### Task to complete
From the entries below, reproduce exactly the line containing "grads.b_input = grads.b_input", the line containing "grads.w_output = grads.w_output", and every line in between, with nothing added.

### Given data
//! Single-layer LSTM over scalar monthly inputs.
//!
//! The network mirrors the trained architecture of the original system:
//! one recurrent layer with sigmoid gates and a relu cell/hidden
//! activation, followed by a single linear output unit. Weights are
//! ndarray tensors so the whole network serializes as one artifact.

use ndarray::{Array1, Array2, Axis, Zip};
use rand::Rng;
use rand_distr::{Distribution, Normal, Uniform};
use serde::{Deserialize, Serialize};

/// LSTM network weights: per gate a kernel over the scalar input, a
/// recurrent kernel and a bias, plus the dense output layer
#[derive(Debug, Clone, PartialEq, Serialize, Deserialize)]
pub struct LstmNetwork {
    units: usize,

    w_input: Array1<f64>,
    u_input: Array2<f64>,
    b_input: Array1<f64>,

    w_forget: Array1<f64>,
    u_forget: Array2<f64>,
    b_forget: Array1<f64>,

    w_output: Array1<f64>,
    u_output: Array2<f64>,
    b_output: Array1<f64>,

    w_cell: Array1<f64>,
    u_cell: Array2<f64>,
    b_cell: Array1<f64>,

    w_dense: Array1<f64>,
    b_dense: f64,
}

/// Per-step activations recorded during a cached forward pass, consumed
/// by backpropagation through time
#[derive(Debug)]
pub struct ForwardCache {
    pub(crate) inputs: Vec<f64>,
    pub(crate) gate_i: Vec<Array1<f64>>,
    pub(crate) gate_f: Vec<Array1<f64>>,
    pub(crate) gate_o: Vec<Array1<f64>>,
    pub(crate) gate_g: Vec<Array1<f64>>,
    pub(crate) cell: Vec<Array1<f64>>,
    pub(crate) hidden: Vec<Array1<f64>>,
    pub(crate) output: f64,
}

/// Gradients with the same shape as [`LstmNetwork`]
#[derive(Debug, Clone)]
pub struct LstmGradients {
    pub w_input: Array1<f64>,
    pub u_input: Array2<f64>,
    pub b_input: Array1<f64>,

    pub w_forget: Array1<f64>,
    pub u_forget: Array2<f64>,
    pub b_forget: Array1<f64>,

    pub w_output: Array1<f64>,
    pub u_output: Array2<f64>,
    pub b_output: Array1<f64>,

    pub w_cell: Array1<f64>,
    pub u_cell: Array2<f64>,
    pub b_cell: Array1<f64>,

    pub w_dense: Array1<f64>,
    pub b_dense: f64,
}

fn sigmoid(x: f64) -> f64 {
    if x > 500.0 {
        return 1.0;
    }
    if x < -500.0 {
        return 0.0;
    }
    1.0 / (1.0 + (-x).exp())
}

fn relu(x: f64) -> f64 {
    x.max(0.0)
}

fn relu_deriv(activated: f64) -> f64 {
    if activated > 0.0 {
        1.0
    } else {
        0.0
    }
}

impl LstmNetwork {
    /// Fresh network with glorot-style kernel init, small random recurrent
    /// kernels, zero biases and a unit forget-gate bias
    pub fn new<R: Rng + ?Sized>(units: usize, rng: &mut R) -> Self {
        let units = units.max(1);
        let kernel_limit = (6.0 / (1.0 + units as f64)).sqrt();
        let kernel = Uniform::new(-kernel_limit, kernel_limit);
        let recurrent =
            Normal::new(0.0, 1.0 / (units as f64).sqrt()).expect("std dev is finite and positive");
        let dense_limit = (6.0 / (units as f64 + 1.0)).sqrt();
        let dense = Uniform::new(-dense_limit, dense_limit);

        let w = |rng: &mut R| Array1::from_iter((0..units).map(|_| kernel.sample(rng)));
        let u = |rng: &mut R| Array2::from_shape_fn((units, units), |_| recurrent.sample(rng));

        Self {
            units,
            w_input: w(rng),
            u_input: u(rng),
            b_input: Array1::zeros(units),
            w_forget: w(rng),
            u_forget: u(rng),
            b_forget: Array1::ones(units),
            w_output: w(rng),
            u_output: u(rng),
            b_output: Array1::zeros(units),
            w_cell: w(rng),
            u_cell: u(rng),
            b_cell: Array1::zeros(units),
            w_dense: Array1::from_iter((0..units).map(|_| dense.sample(rng))),
            b_dense: 0.0,
        }
    }

    pub fn units(&self) -> usize {
        self.units
    }

    /// One-step-ahead prediction from a window of scaled values
    pub fn predict_window(&self, window: &[f64]) -> f64 {
        let mut h = Array1::zeros(self.units);
        let mut c: Array1<f64> = Array1::zeros(self.units);

        for &x in window {
            let (i, f, o, g) = self.gates(x, &h);
            c = &f * &c + &i * &g;
            h = &o * &c.mapv(relu);
        }

        self.w_dense.dot(&h) + self.b_dense
    }

    /// Forward pass that records every activation for backpropagation
    pub fn forward_cached(&self, window: &[f64]) -> ForwardCache {
        let steps = window.len();
        let mut cache = ForwardCache {
            inputs: window.to_vec(),
            gate_i: Vec::with_capacity(steps),
            gate_f: Vec::with_capacity(steps),
            gate_o: Vec::with_capacity(steps),
            gate_g: Vec::with_capacity(steps),
            cell: Vec::with_capacity(steps),
            hidden: Vec::with_capacity(steps),
            output: 0.0,
        };

        let mut h = Array1::zeros(self.units);
        let mut c: Array1<f64> = Array1::zeros(self.units);
        for &x in window {
            let (i, f, o, g) = self.gates(x, &h);
            c = &f * &c + &i * &g;
            h = &o * &c.mapv(relu);

            cache.gate_i.push(i);
            cache.gate_f.push(f);
            cache.gate_o.push(o);
            cache.gate_g.push(g);
            cache.cell.push(c.clone());
            cache.hidden.push(h.clone());
        }

        cache.output = self.w_dense.dot(&h) + self.b_dense;
        cache
    }

    fn gates(
        &self,
        x: f64,
        h_prev: &Array1<f64>,
    ) -> (Array1<f64>, Array1<f64>, Array1<f64>, Array1<f64>) {
        let i = (&self.w_input * x + &self.u_input.dot(h_prev) + &self.b_input).mapv(sigmoid);
        let f = (&self.w_forget * x + &self.u_forget.dot(h_prev) + &self.b_forget).mapv(sigmoid);
        let o = (&self.w_output * x + &self.u_output.dot(h_prev) + &self.b_output).mapv(sigmoid);
        let g = (&self.w_cell * x + &self.u_cell.dot(h_prev) + &self.b_cell).mapv(relu);
        (i, f, o, g)
    }

    /// Backpropagation through time for one sample.
    ///
    /// `d_output` is the loss gradient at the dense output; the returned
    /// gradients are for this sample alone and are accumulated by the
    /// trainer across the minibatch.
    pub fn backward(&self, cache: &ForwardCache, d_output: f64) -> LstmGradients {
        let steps = cache.inputs.len();
        let mut grads = LstmGradients::zeros(self.units);

        let h_last = &cache.hidden[steps - 1];
        grads.w_dense = h_last * d_output;
        grads.b_dense = d_output;

        let mut dh = &self.w_dense * d_output;
        let mut dc: Array1<f64> = Array1::zeros(self.units);

        for t in (0..steps).rev() {
            let i = &cache.gate_i[t];
            let f = &cache.gate_f[t];
            let o = &cache.gate_o[t];
            let g = &cache.gate_g[t];
            let c = &cache.cell[t];
            let c_prev = if t == 0 {
                Array1::zeros(self.units)
            } else {
                cache.cell[t - 1].clone()
            };
            let h_prev = if t == 0 {
                Array1::zeros(self.units)
            } else {
                cache.hidden[t - 1].clone()
            };
            let x = cache.inputs[t];

            dc = dc + &dh * o * &c.mapv(relu_deriv);
            let d_o = &dh * &c.mapv(relu) * &(o * &o.mapv(|v| 1.0 - v));
            let d_i = &dc * g * &(i * &i.mapv(|v| 1.0 - v));
            let d_f = &dc * &c_prev * &(f * &f.mapv(|v| 1.0 - v));
            let d_g = &dc * i * &g.mapv(relu_deriv);

            grads.w_input = grads.w_input + &d_i * x;
            grads.u_input = grads.u_input + outer(&d_i, &h_prev);
            grads.b_input = grads.b_input + &d_i;

            grads.w_forget = grads.w_forget + &d_f * x;
            grads.u_forget = grads.u_forget + outer(&d_f, &h_prev);
            grads.b_forget = grads.b_forget + &d_f;

            grads.w_output = grads.w_output + &d_o * x;
            grads.u_output = grads.u_output + outer(&d_o, &h_prev);
            grads.b_output = grads.b_output + &d_o;

            grads.w_cell = grads.w_cell + &d_g * x;
            grads.u_cell = grads.u_cell + outer(&d_g, &h_prev);
            grads.b_cell = grads.b_cell + &d_g;

            dh = self.u_input.t().dot(&d_i)
                + self.u_forget.t().dot(&d_f)
                + self.u_output.t().dot(&d_o)
                + self.u_cell.t().dot(&d_g);
            dc = &dc * f;
        }

        grads
    }

    /// Apply an update step: `param -= delta` for every tensor
    pub(crate) fn apply_deltas(&mut self, deltas: &LstmGradients) {
        fn sub1(p: &mut Array1<f64>, d: &Array1<f64>) {
            Zip::from(p).and(d).for_each(|p, &d| *p -= d);
        }
        fn sub2(p: &mut Array2<f64>, d: &Array2<f64>) {
            Zip::from(p).and(d).for_each(|p, &d| *p -= d);
        }

        sub1(&mut self.w_input, &deltas.w_input);
        sub2(&mut self.u_input, &deltas.u_input);
        sub1(&mut self.b_input, &deltas.b_input);
        sub1(&mut self.w_forget, &deltas.w_forget);
        sub2(&mut self.u_forget, &deltas.u_forget);
        sub1(&mut self.b_forget, &deltas.b_forget);
        sub1(&mut self.w_output, &deltas.w_output);
        sub2(&mut self.u_output, &deltas.u_output);
        sub1(&mut self.b_output, &deltas.b_output);
        sub1(&mut self.w_cell, &deltas.w_cell);
        sub2(&mut self.u_cell, &deltas.u_cell);
        sub1(&mut self.b_cell, &deltas.b_cell);
        sub1(&mut self.w_dense, &deltas.w_dense);
        self.b_dense -= deltas.b_dense;
    }
}

fn outer(a: &Array1<f64>, b: &Array1<f64>) -> Array2<f64> {
    a.clone()
        .insert_axis(Axis(1))
        .dot(&b.clone().insert_axis(Axis(0)))
}

impl LstmGradients {
    pub fn zeros(units: usize) -> Self {
        Self {
            w_input: Array1::zeros(units),
            u_input: Array2::zeros((units, units)),
            b_input: Array1::zeros(units),
            w_forget: Array1::zeros(units),
            u_forget: Array2::zeros((units, units)),
            b_forget: Array1::zeros(units),
            w_output: Array1::zeros(units),
            u_output: Array2::zeros((units, units)),
            b_output: Array1::zeros(units),
            w_cell: Array1::zeros(units),
            u_cell: Array2::zeros((units, units)),
            b_cell: Array1::zeros(units),
            w_dense: Array1::zeros(units),
            b_dense: 0.0,
        }
    }

    pub fn accumulate(&mut self, other: &LstmGradients) {
        self.w_input += &other.w_input;
        self.u_input += &other.u_input;
        self.b_input += &other.b_input;
        self.w_forget += &other.w_forget;
        self.u_forget += &other.u_forget;
        self.b_forget += &other.b_forget;
        self.w_output += &other.w_output;
        self.u_output += &other.u_output;
        self.b_output += &other.b_output;
        self.w_cell += &other.w_cell;
        self.u_cell += &other.u_cell;
        self.b_cell += &other.b_cell;
        self.w_dense += &other.w_dense;
        self.b_dense += other.b_dense;
    }

    pub fn scale(&mut self, factor: f64) {
        self.w_input *= factor;
        self.u_input *= factor;
        self.b_input *= factor;
        self.w_forget *= factor;
        self.u_forget *= factor;
        self.b_forget *= factor;
        self.w_output *= factor;
        self.u_output *= factor;
        self.b_output *= factor;
        self.w_cell *= factor;
        self.u_cell *= factor;
        self.b_cell *= factor;
        self.w_dense *= factor;
        self.b_dense *= factor;
    }

    /// Euclidean norm over every gradient entry
    pub fn global_norm(&self) -> f64 {
        let mut acc = 0.0;
        let sq1 = |a: &Array1<f64>| a.iter().map(|v| v * v).sum::<f64>();
        let sq2 = |a: &Array2<f64>| a.iter().map(|v| v * v).sum::<f64>();
        acc += sq1(&self.w_input) + sq2(&self.u_input) + sq1(&self.b_input);
        acc += sq1(&self.w_forget) + sq2(&self.u_forget) + sq1(&self.b_forget);
        acc += sq1(&self.w_output) + sq2(&self.u_output) + sq1(&self.b_output);
        acc += sq1(&self.w_cell) + sq2(&self.u_cell) + sq1(&self.b_cell);
        acc += sq1(&self.w_dense) + self.b_dense * self.b_dense;
        acc.sqrt()
    }
}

### Problem solution
            grads.b_input = grads.b_input + &d_i;

            grads.w_forget = grads.w_forget + &d_f * x;
            grads.u_forget = grads.u_forget + outer(&d_f, &h_prev);
            grads.b_forget = grads.b_forget + &d_f;

            grads.w_output = grads.w_output + &d_o * x;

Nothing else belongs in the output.